08-05-2020 by redazione
The progressive, albeit fortunately slow, increase in cases of Covid-19 positive cases in Kenya is pushing the Government to even more restrictive measures against its citizens.
After deciding to ban all movement within two densely populated districts of Nairobi and Mombasa, Health Minister Mutahi Kagwe has announced that, if this is the case and the rules are not respected, he will apply further restrictions.
The area of Eastleigh, called "Little Mogadishu" because it is inhabited by many people of Somali origin and practically all Muslim, thanks also to Ramadan which will end in two weeks, has seen the cases of Coronavirus grow exponentially and the Department of Health estimates that, being 95% of the population asymptomatic, there are thousands of people potentially able to infect even vulnerable people who could see their health deteriorate. The same thing is happening, in a slightly lesser form, in the Old Town of Mombasa, where there is even more mistrust of the Government's actions to limit the pandemic. In Mombasa, many people are hiding their symptoms and the emergency team of the Ministry of Health has discovered that the last two deaths of citizens took place in private homes, with members of the families of the deceased trying to keep their relatives' illness in the dark, even at risk of infecting other people. Even in the Old City of Mombasa the majority of residents are Muslim and it seems that the idea of herd immunity interests them much more than risking quarantine in government facilities, at their own expense.
Hence the protests and the predisposition to evade tampons.
Yesterday even a family of five, all found positive for the swab, left their home where they had been put in isolation and lost track of them. The county authorities are looking for them and have already announced that their punishment will be exemplary.
However, the threat in recent days has also come from outside.
The National Council of County Governors has asked the government to close the land borders with neighboring nations. New cases have occurred in Wajir County, on the border with Somalia, in the north near the Kakuma refugee camp not far from Uganda and in Kwale County with people who have recently returned from Tanzania.
In addition, in the last week thirty Tanzanian citizens who tried to settle in Kenya were arrested by the police and put in quaranteen. Kajiado County, which extends from Mara to Serengeti in Tanzania, also had its first cases.
Now the governors are clamouring for the borders to be completely closed, not least to avoid dangerous entrances that could be favoured by corruption at the border posts.
Prime Minister Wycliffe Oparanya, Governor of Kakamega County, noted that in the past week, nine counties bordering other countries have quarantined 205 people and tested 249 for the disease.
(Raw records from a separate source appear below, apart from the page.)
use chrono::{DateTime, Datelike, NaiveDate, NaiveDateTime};
use tracing::{debug, info, instrument};

use crate::constants::YEAR_COLUMN;
use crate::error::Result;
use crate::types::{Table, Value};

const DATE_FORMATS: [&str; 3] = ["%Y-%m-%d", "%Y/%m/%d", "%m/%d/%Y"];
const DATETIME_FORMATS: [&str; 2] = ["%Y-%m-%dT%H:%M:%S", "%Y-%m-%d %H:%M:%S"];

/// Tolerant year parse for a release-date string.
///
/// Release dates come at day, month or year precision depending on the
/// label metadata, so all three are accepted. Returns `None` for anything
/// that is not a recognizable date.
pub fn parse_year(raw: &str) -> Option<i32> {
    let s = raw.trim();
    if s.is_empty() {
        return None;
    }

    for format in DATE_FORMATS {
        if let Ok(date) = NaiveDate::parse_from_str(s, format) {
            return Some(date.year());
        }
    }

    for format in DATETIME_FORMATS {
        if let Ok(dt) = NaiveDateTime::parse_from_str(s, format) {
            return Some(dt.year());
        }
    }

    if let Ok(dt) = DateTime::parse_from_rfc3339(s) {
        return Some(dt.year());
    }

    // Month precision: "1982-05"
    if s.len() == 7 {
        if let Ok(date) = NaiveDate::parse_from_str(&format!("{s}-01"), "%Y-%m-%d") {
            return Some(date.year());
        }
    }

    // Year precision: "1982"
    if s.len() == 4 && s.chars().all(|c| c.is_ascii_digit()) {
        return s
            .parse::<i32>()
            .ok()
            .filter(|y| NaiveDate::from_ymd_opt(*y, 1, 1).is_some());
    }

    None
}

/// Year for a single cell. Text goes through [`parse_year`]; an `Int` is
/// already a year, which keeps derivation idempotent.
pub fn year_of(value: &Value) -> Value {
    match value {
        Value::Missing => Value::Missing,
        Value::Int(year) => Value::Int(*year),
        Value::Text(s) => parse_year(s)
            .map(|y| Value::Int(i64::from(y)))
            .unwrap_or(Value::Missing),
    }
}

/// Returns a copy of `table` with a `year` column derived from `source_column`.
///
/// Row `i` of the output corresponds to row `i` of the input. Unparseable
/// dates become `Missing`; they never fail the run.
#[instrument(skip(table), fields(rows = table.len()))]
pub fn derive_year(table: &Table, source_column: &str) -> Result<Table> {
    let years: Vec<Value> = table
        .column(source_column)?
        .into_iter()
        .map(year_of)
        .collect();

    let missing = years.iter().filter(|v| v.is_missing()).count();
    if missing > 0 {
        debug!("{} of {} rows have no parseable release date", missing, years.len());
    }
    info!("Derived '{}' from '{}'", YEAR_COLUMN, source_column);

    table.with_column(YEAR_COLUMN, years)
}
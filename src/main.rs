use clap::{Parser, Subcommand};
use std::path::{Path, PathBuf};
use tracing::{error, info};

use track_analysis::charts::PngChartSink;
use track_analysis::config::AnalysisConfig;
use track_analysis::logging;
use track_analysis::pipeline::{ingestion, print_preview, Pipeline};

#[derive(Parser)]
#[command(name = "track_analysis")]
#[command(about = "Exploratory analysis and charts for a music track dataset")]
#[command(version = "0.1.0")]
struct Cli {
    /// Path to a TOML config file (defaults to ./track_analysis.toml when present)
    #[arg(long, global = true)]
    config: Option<PathBuf>,

    /// Directory for the JSON log files
    #[arg(long, global = true, default_value = "logs")]
    log_dir: PathBuf,

    #[command(subcommand)]
    command: Option<Commands>,
}

#[derive(Subcommand)]
enum Commands {
    /// Load the dataset, compute every aggregate and render all charts (default)
    Run {
        /// Track dataset to analyze
        #[arg(long)]
        input: Option<PathBuf>,
        /// Directory the chart images are written to
        #[arg(long)]
        output_dir: Option<PathBuf>,
        /// Size of the most/least popular track samples
        #[arg(long)]
        top_n: Option<usize>,
    },
    /// Print the dataset's columns and first rows without rendering anything
    Preview {
        /// Track dataset to preview
        #[arg(long)]
        input: Option<PathBuf>,
        /// Number of rows to print
        #[arg(long)]
        rows: Option<usize>,
    },
}

fn main() -> anyhow::Result<()> {
    let cli = Cli::parse();
    let _guard = logging::init_logging(&cli.log_dir);

    let mut config = AnalysisConfig::load(cli.config.as_deref())?;

    match cli.command.unwrap_or(Commands::Run {
        input: None,
        output_dir: None,
        top_n: None,
    }) {
        Commands::Run {
            input,
            output_dir,
            top_n,
        } => {
            if let Some(input) = input {
                config.input_path = input;
            }
            if let Some(output_dir) = output_dir {
                config.output_dir = output_dir;
            }
            if let Some(top_n) = top_n {
                config.track_sample = top_n;
            }
            config.validate()?;

            println!("🚀 Running track analysis...");
            let mut sink = PngChartSink::new(
                &config.output_dir,
                config.chart.width,
                config.chart.height,
            );
            match Pipeline::run(&config, &mut sink) {
                Ok(result) => {
                    info!("Pipeline finished");
                    println!("\n📊 Analysis Results:");
                    println!("   Rows loaded: {}", result.rows_loaded);
                    println!("   Genre rows: {}", result.rows_exploded);
                    println!("   Rows without a release year: {}", result.missing_years);
                    println!("   Charts written:");
                    for chart in &result.charts {
                        println!("   - {}", chart.display());
                    }
                }
                Err(e) => {
                    error!("Pipeline failed: {}", e);
                    println!("❌ Analysis failed: {}", e);
                    return Err(e.into());
                }
            }
        }
        Commands::Preview { input, rows } => {
            let input = input.unwrap_or_else(|| config.input_path.clone());
            let table = ingestion::load_tracks(Path::new(&input))?;
            print_preview(&table, rows.unwrap_or(config.preview_rows));
        }
    }

    Ok(())
}
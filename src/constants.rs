/// Column names expected in the track dataset.
/// These match the header row of the exported playlist CSV.
pub const RELEASE_DATE_COLUMN: &str = "Release Date";
pub const GENRES_COLUMN: &str = "Genres";
pub const ARTIST_COLUMN: &str = "Artist Name(s)";
pub const POPULARITY_COLUMN: &str = "Popularity";
pub const DANCEABILITY_COLUMN: &str = "Danceability";
pub const VALENCE_COLUMN: &str = "Valence";
pub const ENERGY_COLUMN: &str = "Energy";
pub const TEMPO_COLUMN: &str = "Tempo";

// Derived column
pub const YEAR_COLUMN: &str = "year";

/// Columns that must be present before any transform runs
pub const REQUIRED_COLUMNS: [&str; 8] = [
    RELEASE_DATE_COLUMN,
    GENRES_COLUMN,
    ARTIST_COLUMN,
    POPULARITY_COLUMN,
    DANCEABILITY_COLUMN,
    VALENCE_COLUMN,
    ENERGY_COLUMN,
    TEMPO_COLUMN,
];

/// Cell texts read as "no value", in addition to the empty cell.
/// Matched exactly, as the common spreadsheet and dataframe exports write them.
pub const NA_MARKERS: [&str; 18] = [
    "#N/A", "#N/A N/A", "#NA", "-1.#IND", "-1.#QNAN", "-NaN", "-nan", "1.#IND", "1.#QNAN",
    "<NA>", "N/A", "NA", "NULL", "NaN", "None", "n/a", "nan", "null",
];

/// Separator between tags in the genre column
pub const GENRE_SEPARATOR: char = ',';

// Chart file stems (the sink appends the extension)
pub const ARTIST_POPULARITY_CHART: &str = "artist_popularity";
pub const GENRE_TOP_CHART: &str = "genre_distribution_top_50";
pub const GENRE_BOTTOM_CHART: &str = "genre_distribution_bottom_50";
pub const DANCEABILITY_CHART: &str = "danceability_comparison";
pub const VALENCE_ENERGY_CHART: &str = "valence_vs_energy";
pub const TEMPO_BY_GENRE_CHART: &str = "tempo_distribution_by_genre";

/// Every chart the pipeline renders, in render order
pub fn chart_names() -> Vec<&'static str> {
    vec![
        ARTIST_POPULARITY_CHART,
        GENRE_TOP_CHART,
        GENRE_BOTTOM_CHART,
        DANCEABILITY_CHART,
        VALENCE_ENERGY_CHART,
        TEMPO_BY_GENRE_CHART,
    ]
}

// Defaults
pub const DEFAULT_INPUT_PATH: &str = "origins.csv";
pub const DEFAULT_CONFIG_PATH: &str = "track_analysis.toml";
pub const DEFAULT_TOP_ARTISTS: usize = 10;
pub const DEFAULT_TRACK_SAMPLE: usize = 50;
pub const DEFAULT_TOP_GENRES: usize = 10;
pub const DEFAULT_PREVIEW_ROWS: usize = 5;
pub const DEFAULT_CHART_WIDTH: u32 = 1200;
pub const DEFAULT_CHART_HEIGHT: u32 = 800;
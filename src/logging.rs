use std::fs;
use std::path::Path;
use tracing_appender::non_blocking::WorkerGuard;
use tracing_subscriber::{fmt, prelude::*, EnvFilter};

/// Initializes the logging system with console and JSON file output.
///
/// Console lines go to stderr so they never interleave with the progress
/// output on stdout. The returned guard must stay alive until exit or
/// buffered file lines are lost.
pub fn init_logging(log_dir: &Path) -> Option<WorkerGuard> {
    let file_writer = match fs::create_dir_all(log_dir) {
        Ok(()) => {
            let file_appender = tracing_appender::rolling::daily(log_dir, "track_analysis.log");
            Some(tracing_appender::non_blocking(file_appender))
        }
        Err(e) => {
            eprintln!("⚠️  Could not create log directory {}: {}", log_dir.display(), e);
            None
        }
    };

    let (file_layer, guard) = match file_writer {
        Some((writer, guard)) => (Some(fmt::layer().json().with_writer(writer)), Some(guard)),
        None => (None, None),
    };

    let console_layer = fmt::layer()
        .with_target(true)
        .with_writer(std::io::stderr);

    // Respect RUST_LOG if set; otherwise info for our crate, warnings for dependencies
    let env_filter = EnvFilter::try_from_default_env()
        .unwrap_or_else(|_| EnvFilter::new("track_analysis=info,warn"));

    tracing_subscriber::registry()
        .with(env_filter)
        .with(file_layer)
        .with(console_layer)
        .init();

    guard
}
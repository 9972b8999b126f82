// Chart sink: consumes already-computed aggregates and renders them

pub mod in_memory;
pub mod png;

pub use in_memory::InMemoryChartSink;
pub use png::PngChartSink;

use crate::error::Result;
use std::path::PathBuf;

/// RGB color carried by chart descriptions so sinks stay backend-agnostic
pub type Rgb = (u8, u8, u8);

/// Orientation of a bar chart's bars
#[derive(Debug, Clone, Copy, PartialEq, Eq)]
pub enum BarOrientation {
    /// Categories on the y axis, values along x
    Horizontal,
    /// Categories on the x axis, values along y
    Vertical,
}

#[derive(Debug, Clone, PartialEq)]
pub struct BarChart {
    pub title: String,
    pub x_label: String,
    pub y_label: String,
    pub orientation: BarOrientation,
    /// (category, value) in display order, first bar first
    pub bars: Vec<(String, f64)>,
}

#[derive(Debug, Clone, PartialEq)]
pub struct PieChart {
    pub title: String,
    /// (category, count) in display order
    pub slices: Vec<(String, usize)>,
}

#[derive(Debug, Clone, PartialEq)]
pub struct ScatterSeries {
    pub label: String,
    pub color: Rgb,
    pub points: Vec<(f64, f64)>,
}

#[derive(Debug, Clone, PartialEq)]
pub struct ScatterChart {
    pub title: String,
    pub x_label: String,
    pub y_label: String,
    pub series: Vec<ScatterSeries>,
}

/// One distribution (violin) per category
#[derive(Debug, Clone, PartialEq)]
pub struct DistributionChart {
    pub title: String,
    pub x_label: String,
    pub y_label: String,
    pub groups: Vec<(String, Vec<f64>)>,
}

#[derive(Debug, Clone, PartialEq)]
pub enum ChartKind {
    Bar(BarChart),
    Pie(PieChart),
    Scatter(ScatterChart),
    Distribution(DistributionChart),
}

/// A chart ready to render, identified by the file stem it is written under
#[derive(Debug, Clone, PartialEq)]
pub struct Chart {
    pub name: String,
    pub kind: ChartKind,
}

impl Chart {
    pub fn new(name: &str, kind: ChartKind) -> Self {
        Self {
            name: name.to_string(),
            kind,
        }
    }
}

/// Destination for rendered charts.
///
/// Each call is an independent terminal side effect: a chart written before
/// a later failure stays written.
pub trait ChartSink {
    /// Render `chart`, returning where it was written
    fn render(&mut self, chart: &Chart) -> Result<PathBuf>;
}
Oparanya recalled that the issue of borders is part of the Government's functions, so governors cannot force the leaders of other countries to do so, so he urged the Ministry of Foreign Affairs to draw up a protocol to deal with neighboring countries, allowing only limited access, in order to contain the disease.
The Ministry of Health and the Counties have already put in place tight controls and initiatives such as the disinfestation of trucks in transit from neighboring countries and the control of all people entering. Truckers arriving from Tanzania and Uganda have also been swabbed since Tuesday. In Tanzania, complicit in a questionable policy without restrictions by President John Pombe Magufuli, the cases have grown from 100 to 480 in a few days and the opposition and civil society ensure that thousands are infected. Somalia is also approaching 1000 and the government in the border areas with Kenya has been absent for years.